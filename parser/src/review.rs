use std::fmt;

use schemars::JsonSchema;
use serde::{Deserialize, Serialize};

/// Something in the text a person should look at
///
/// Line numbers count the normalized (non-empty) lines from 1.
#[derive(JsonSchema, Serialize, Deserialize, Debug, Clone, PartialEq, Eq)]
#[serde(tag = "kind", rename_all = "snake_case")]
pub enum ReviewNote {
    /// The slip declares a different number of legs than were found
    LegCountMismatch { expected: usize, found: usize },
    /// A line mentions a stat but matches no known bet phrase
    UnrecognizedDetail { line: usize, text: String },
    /// An all-capital position was taken for a header and skipped
    RejectedPosition { line: usize, text: String },
    /// A position line that also reads as a bet phrase was accepted
    AmbiguousPosition { line: usize, text: String },
}

impl fmt::Display for ReviewNote {
    fn fmt(&self, f: &mut fmt::Formatter) -> fmt::Result {
        match self {
            ReviewNote::LegCountMismatch { expected, found } => {
                write!(f, "slip declares {} legs but {} were found", expected, found)
            }
            ReviewNote::UnrecognizedDetail { line, text } => {
                write!(f, "line {}: unrecognized bet detail '{}'", line, text)
            }
            ReviewNote::RejectedPosition { line, text } => {
                write!(f, "line {}: skipped capitalized position '{}'", line, text)
            }
            ReviewNote::AmbiguousPosition { line, text } => {
                write!(f, "line {}: position reads like a bet detail '{}'", line, text)
            }
        }
    }
}
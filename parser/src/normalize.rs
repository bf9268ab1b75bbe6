use common::collapse_whitespace;

/// Normalized OCR text
#[derive(Debug, Clone, PartialEq, Eq, Default)]
pub struct Normalized {
    /// Upper-cased text restricted to `[A-Z0-9 +-.@]`, whitespace collapsed
    pub text: String,
    /// Trimmed non-empty lines in source order, original case kept
    pub lines: Vec<String>,
}

impl Normalized {
    /// Normalize raw OCR text
    ///
    /// # Arguments
    ///
    /// * `raw` - text returned by OCR
    pub fn new(raw: &str) -> Self {
        Self {
            text: normalize_text(raw),
            lines: normalize_lines(raw),
        }
    }
}

/// Whether a character survives normalization
fn is_kept_char(c: char) -> bool {
    matches!(c, 'A'..='Z' | '0'..='9' | ' ' | '+' | '-' | '.' | '@')
}

/// Upper-case the text, drop every character outside `[A-Z0-9 +-.@]` and
/// collapse whitespace
///
/// Line breaks and tabs count as whitespace, so the result is a single line.
///
/// # Arguments
///
/// * `raw` - text returned by OCR
pub fn normalize_text(raw: &str) -> String {
    let kept: String = raw
        .to_uppercase()
        .chars()
        .map(|c| if c.is_whitespace() { ' ' } else { c })
        .filter(|c| is_kept_char(*c))
        .collect();
    collapse_whitespace(&kept)
}

/// Split into trimmed, non-empty lines
///
/// # Arguments
///
/// * `raw` - text returned by OCR
pub fn normalize_lines(raw: &str) -> Vec<String> {
    raw.lines()
        .map(str::trim)
        .filter(|line| !line.is_empty())
        .map(String::from)
        .collect()
}

#[cfg(test)]
mod tests {
    use super::*;

    #[test]
    fn test_normalize_text() {
        let raw = "LeBron James  \n To Score 20+ Points!! \t@ 7:00pm";
        assert_eq!(
            normalize_text(raw),
            "LEBRON JAMES TO SCORE 20+ POINTS @ 700PM"
        );
    }

    #[test]
    fn test_normalize_lines() {
        let raw = "  LeBron James \r\n\r\n   \nTo Score 20+ Points\n";
        assert_eq!(
            normalize_lines(raw),
            vec!["LeBron James".to_string(), "To Score 20+ Points".to_string()]
        );
    }

    #[test]
    fn test_normalize_empty() {
        let normalized = Normalized::new(" \n\t \n");
        assert_eq!(normalized.text, "");
        assert!(normalized.lines.is_empty());
        assert_eq!(Normalized::new(""), Normalized::default());
    }
}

● ● ●

Work to be completed.
Tally up the lines of the data above where the string "Clone" appears, and give only the count.

Answer below.
2